(Beginning of Provided records)

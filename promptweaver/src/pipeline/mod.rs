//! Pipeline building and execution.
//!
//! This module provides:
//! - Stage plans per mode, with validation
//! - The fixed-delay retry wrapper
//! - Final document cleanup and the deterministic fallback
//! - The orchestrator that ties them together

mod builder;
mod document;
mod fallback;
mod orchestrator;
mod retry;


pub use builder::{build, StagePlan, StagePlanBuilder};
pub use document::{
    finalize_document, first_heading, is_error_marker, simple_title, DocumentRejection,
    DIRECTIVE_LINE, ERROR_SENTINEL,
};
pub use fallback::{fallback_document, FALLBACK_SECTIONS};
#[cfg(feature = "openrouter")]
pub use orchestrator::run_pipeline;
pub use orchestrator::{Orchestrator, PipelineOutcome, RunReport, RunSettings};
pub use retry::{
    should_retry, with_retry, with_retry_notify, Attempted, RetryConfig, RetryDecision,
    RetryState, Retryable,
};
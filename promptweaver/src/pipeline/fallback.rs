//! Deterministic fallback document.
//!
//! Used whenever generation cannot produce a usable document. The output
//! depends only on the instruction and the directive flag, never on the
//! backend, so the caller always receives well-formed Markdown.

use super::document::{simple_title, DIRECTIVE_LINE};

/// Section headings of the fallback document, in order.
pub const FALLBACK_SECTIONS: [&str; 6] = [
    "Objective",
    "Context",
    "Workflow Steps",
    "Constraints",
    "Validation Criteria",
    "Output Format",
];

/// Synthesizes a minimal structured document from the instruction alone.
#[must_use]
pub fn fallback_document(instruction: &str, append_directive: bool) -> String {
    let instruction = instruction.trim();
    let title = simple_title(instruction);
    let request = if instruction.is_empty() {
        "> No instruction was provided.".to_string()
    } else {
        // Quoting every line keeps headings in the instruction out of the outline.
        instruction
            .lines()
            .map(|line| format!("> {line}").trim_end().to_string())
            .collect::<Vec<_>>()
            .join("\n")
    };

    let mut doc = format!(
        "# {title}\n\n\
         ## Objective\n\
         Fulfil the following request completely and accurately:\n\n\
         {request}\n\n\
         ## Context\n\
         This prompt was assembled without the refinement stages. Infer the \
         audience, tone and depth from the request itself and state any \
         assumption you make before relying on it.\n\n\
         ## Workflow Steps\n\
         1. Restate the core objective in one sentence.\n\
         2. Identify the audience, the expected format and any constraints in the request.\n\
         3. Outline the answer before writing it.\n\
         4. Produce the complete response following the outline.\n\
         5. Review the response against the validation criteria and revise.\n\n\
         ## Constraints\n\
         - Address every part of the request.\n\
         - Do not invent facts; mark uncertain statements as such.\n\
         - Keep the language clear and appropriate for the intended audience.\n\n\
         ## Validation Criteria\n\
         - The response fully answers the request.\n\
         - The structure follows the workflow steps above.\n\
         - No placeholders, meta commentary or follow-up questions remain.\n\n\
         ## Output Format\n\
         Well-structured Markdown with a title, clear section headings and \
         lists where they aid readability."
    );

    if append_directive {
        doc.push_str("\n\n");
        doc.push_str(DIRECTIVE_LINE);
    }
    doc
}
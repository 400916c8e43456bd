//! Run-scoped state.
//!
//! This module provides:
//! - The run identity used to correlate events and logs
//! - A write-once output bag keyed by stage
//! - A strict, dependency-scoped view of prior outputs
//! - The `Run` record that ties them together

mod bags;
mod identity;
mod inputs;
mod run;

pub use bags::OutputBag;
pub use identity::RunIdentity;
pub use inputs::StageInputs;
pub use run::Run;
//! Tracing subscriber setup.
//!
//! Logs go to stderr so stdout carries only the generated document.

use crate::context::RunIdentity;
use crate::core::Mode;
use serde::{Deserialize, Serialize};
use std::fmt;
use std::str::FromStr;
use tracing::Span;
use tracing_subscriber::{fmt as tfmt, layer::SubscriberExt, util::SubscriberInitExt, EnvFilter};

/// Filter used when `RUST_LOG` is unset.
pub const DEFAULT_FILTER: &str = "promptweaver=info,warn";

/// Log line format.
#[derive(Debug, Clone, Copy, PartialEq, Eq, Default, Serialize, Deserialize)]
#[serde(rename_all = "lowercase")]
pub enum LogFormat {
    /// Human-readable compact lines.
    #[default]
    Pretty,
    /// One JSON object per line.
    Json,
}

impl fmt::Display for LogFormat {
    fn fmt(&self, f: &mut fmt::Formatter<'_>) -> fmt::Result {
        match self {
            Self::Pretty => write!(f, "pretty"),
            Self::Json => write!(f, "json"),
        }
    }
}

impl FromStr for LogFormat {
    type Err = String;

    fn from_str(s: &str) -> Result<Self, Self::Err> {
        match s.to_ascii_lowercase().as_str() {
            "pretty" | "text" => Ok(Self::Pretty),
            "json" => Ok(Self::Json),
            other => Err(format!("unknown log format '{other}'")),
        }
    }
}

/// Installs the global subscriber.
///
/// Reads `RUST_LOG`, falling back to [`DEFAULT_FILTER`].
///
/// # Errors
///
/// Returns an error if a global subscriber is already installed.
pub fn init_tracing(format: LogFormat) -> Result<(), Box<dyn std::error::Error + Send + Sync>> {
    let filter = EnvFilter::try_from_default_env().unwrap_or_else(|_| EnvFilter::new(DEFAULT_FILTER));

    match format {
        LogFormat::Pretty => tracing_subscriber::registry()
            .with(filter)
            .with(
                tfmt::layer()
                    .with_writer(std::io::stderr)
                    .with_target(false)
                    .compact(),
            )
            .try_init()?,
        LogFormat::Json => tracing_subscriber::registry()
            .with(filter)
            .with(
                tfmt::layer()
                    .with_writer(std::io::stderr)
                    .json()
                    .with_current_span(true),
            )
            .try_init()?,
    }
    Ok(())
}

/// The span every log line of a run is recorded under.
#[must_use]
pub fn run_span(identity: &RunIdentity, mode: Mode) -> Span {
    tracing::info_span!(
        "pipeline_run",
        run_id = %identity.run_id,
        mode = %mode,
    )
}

(End of Provided records)
(Beginning of Provided records)

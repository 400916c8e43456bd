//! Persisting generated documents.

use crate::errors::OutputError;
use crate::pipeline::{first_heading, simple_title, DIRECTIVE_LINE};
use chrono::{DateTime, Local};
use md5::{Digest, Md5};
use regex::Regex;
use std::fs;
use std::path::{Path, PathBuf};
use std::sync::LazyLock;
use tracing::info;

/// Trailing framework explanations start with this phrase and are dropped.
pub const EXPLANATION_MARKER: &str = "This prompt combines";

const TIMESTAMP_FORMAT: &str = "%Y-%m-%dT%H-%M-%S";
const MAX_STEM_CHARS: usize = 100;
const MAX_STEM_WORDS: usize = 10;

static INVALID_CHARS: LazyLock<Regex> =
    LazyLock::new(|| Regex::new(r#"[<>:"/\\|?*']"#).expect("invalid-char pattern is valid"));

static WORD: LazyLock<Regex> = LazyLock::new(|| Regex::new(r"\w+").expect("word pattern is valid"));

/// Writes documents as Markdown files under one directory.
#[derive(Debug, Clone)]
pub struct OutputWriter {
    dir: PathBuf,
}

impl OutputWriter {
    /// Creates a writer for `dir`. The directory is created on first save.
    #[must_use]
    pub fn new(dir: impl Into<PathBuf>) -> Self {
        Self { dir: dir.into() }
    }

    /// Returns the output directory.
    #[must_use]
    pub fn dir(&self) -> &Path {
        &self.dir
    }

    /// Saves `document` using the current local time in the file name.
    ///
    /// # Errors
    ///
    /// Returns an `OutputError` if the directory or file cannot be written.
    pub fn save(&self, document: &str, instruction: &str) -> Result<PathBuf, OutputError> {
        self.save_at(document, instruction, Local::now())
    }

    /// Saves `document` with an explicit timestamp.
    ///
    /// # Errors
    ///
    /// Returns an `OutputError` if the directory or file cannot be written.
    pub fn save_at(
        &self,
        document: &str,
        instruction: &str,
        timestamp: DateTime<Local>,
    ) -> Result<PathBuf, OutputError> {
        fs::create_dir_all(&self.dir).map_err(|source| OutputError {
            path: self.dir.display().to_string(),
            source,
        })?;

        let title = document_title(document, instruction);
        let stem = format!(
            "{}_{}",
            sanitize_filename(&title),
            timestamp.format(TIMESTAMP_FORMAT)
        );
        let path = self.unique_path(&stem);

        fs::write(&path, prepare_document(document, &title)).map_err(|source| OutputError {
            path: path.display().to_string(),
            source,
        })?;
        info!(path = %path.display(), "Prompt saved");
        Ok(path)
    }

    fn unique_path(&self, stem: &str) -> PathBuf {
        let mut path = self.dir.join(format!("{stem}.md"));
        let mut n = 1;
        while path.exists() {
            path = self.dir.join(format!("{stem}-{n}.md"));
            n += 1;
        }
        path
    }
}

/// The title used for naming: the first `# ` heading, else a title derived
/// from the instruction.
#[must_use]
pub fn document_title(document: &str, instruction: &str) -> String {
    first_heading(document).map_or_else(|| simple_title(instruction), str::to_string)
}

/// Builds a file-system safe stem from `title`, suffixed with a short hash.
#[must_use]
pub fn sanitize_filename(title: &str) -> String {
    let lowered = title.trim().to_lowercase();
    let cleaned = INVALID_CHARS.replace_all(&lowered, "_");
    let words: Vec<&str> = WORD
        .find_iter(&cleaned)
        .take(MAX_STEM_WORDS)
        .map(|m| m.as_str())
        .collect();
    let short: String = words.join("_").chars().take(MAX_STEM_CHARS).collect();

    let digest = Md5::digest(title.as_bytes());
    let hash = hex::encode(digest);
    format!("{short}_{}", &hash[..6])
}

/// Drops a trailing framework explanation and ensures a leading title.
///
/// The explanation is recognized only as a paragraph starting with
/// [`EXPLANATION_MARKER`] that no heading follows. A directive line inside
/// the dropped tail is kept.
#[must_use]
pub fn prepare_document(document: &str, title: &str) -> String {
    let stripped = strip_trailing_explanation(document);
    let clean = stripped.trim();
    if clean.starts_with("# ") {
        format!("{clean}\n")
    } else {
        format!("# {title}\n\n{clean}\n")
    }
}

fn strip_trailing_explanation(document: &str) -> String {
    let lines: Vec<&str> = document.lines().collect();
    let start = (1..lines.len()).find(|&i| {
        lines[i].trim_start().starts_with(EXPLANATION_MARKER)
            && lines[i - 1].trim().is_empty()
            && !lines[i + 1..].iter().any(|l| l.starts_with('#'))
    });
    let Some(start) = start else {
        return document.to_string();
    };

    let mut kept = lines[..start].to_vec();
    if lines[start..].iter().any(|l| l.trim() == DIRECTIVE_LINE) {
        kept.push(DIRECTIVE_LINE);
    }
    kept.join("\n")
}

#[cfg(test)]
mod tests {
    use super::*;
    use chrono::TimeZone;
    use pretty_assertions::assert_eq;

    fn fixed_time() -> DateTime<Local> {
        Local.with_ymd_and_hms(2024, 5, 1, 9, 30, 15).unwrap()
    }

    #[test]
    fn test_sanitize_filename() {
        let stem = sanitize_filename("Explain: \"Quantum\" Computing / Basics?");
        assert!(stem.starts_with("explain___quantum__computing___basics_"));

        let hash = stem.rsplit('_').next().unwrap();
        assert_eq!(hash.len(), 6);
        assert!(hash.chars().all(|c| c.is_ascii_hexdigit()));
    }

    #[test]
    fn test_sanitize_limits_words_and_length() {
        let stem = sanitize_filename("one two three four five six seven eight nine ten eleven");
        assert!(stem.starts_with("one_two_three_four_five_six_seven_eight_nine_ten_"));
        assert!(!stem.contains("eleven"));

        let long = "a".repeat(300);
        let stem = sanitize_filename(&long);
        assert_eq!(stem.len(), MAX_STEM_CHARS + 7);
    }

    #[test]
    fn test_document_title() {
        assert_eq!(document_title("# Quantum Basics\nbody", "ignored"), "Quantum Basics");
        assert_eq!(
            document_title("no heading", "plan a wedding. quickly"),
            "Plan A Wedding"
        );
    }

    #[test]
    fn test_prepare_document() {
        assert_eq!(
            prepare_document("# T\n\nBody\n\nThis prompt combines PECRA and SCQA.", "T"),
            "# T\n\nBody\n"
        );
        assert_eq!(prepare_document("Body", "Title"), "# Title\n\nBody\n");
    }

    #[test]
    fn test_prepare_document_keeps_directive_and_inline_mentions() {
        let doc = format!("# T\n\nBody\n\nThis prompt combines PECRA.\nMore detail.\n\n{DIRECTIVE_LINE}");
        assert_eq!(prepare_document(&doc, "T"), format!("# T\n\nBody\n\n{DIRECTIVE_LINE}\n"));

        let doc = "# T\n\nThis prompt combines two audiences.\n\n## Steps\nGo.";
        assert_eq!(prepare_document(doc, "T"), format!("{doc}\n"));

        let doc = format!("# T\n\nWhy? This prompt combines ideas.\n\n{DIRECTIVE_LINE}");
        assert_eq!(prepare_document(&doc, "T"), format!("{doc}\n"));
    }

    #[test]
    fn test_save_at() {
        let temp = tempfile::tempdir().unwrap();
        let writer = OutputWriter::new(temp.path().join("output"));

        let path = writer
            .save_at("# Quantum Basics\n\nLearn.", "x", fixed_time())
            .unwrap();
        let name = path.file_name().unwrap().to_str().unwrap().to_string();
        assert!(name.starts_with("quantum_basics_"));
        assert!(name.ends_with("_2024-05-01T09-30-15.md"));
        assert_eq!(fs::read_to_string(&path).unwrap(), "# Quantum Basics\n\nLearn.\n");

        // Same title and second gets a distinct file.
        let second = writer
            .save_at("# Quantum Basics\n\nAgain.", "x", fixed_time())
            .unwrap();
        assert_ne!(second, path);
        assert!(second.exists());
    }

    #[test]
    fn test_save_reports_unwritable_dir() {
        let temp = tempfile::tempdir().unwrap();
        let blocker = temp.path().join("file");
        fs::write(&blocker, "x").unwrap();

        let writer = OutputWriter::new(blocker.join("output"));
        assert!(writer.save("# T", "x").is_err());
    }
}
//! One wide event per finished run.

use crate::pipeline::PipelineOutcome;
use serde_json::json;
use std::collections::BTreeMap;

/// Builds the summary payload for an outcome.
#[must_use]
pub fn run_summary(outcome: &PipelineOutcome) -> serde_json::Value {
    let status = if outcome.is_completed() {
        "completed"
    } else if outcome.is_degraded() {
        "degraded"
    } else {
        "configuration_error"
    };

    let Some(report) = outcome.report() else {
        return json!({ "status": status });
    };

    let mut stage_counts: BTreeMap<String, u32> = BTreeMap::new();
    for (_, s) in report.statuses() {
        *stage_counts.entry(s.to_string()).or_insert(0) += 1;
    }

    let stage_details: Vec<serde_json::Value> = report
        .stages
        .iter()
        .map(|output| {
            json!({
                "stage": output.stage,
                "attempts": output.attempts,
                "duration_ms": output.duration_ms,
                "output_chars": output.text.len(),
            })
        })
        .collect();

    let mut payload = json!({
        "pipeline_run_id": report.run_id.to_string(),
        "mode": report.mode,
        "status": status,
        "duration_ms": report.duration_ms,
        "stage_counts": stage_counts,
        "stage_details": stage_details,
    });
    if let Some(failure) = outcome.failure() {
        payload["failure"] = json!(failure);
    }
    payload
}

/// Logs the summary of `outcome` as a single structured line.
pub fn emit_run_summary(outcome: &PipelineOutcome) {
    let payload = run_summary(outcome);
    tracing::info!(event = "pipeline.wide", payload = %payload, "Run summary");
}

(End of Provided records)
(Beginning of Provided records)

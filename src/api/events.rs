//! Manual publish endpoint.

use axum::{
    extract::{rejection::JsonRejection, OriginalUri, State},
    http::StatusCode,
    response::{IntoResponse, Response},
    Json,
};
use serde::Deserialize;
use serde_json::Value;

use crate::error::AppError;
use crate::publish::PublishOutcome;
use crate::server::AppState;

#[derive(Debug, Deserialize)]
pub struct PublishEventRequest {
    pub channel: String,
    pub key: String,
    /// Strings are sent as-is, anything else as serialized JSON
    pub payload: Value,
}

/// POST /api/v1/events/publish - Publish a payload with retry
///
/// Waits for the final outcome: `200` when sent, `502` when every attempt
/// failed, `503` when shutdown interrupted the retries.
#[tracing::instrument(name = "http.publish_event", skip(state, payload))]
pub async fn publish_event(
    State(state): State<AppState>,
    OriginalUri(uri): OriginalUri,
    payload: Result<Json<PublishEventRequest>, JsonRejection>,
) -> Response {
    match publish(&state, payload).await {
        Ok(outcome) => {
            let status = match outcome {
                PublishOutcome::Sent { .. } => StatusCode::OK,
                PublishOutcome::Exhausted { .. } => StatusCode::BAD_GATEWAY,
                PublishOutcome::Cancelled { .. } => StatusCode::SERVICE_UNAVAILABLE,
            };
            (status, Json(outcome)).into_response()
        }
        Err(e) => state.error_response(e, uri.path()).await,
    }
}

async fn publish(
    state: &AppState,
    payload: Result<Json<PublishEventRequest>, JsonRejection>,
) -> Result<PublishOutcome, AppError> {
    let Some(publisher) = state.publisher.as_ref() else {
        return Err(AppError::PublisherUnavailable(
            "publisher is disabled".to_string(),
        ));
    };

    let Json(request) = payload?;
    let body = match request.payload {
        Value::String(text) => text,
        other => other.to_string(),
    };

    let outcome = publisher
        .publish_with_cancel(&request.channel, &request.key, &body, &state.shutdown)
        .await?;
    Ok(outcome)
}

(End of Provided records)

Work to be completed:
Filter the data, keeping only the lines that contain "other".

Written answer:
            other => Err(format!("unknown log format '{other}'")),
        other => other.to_string(),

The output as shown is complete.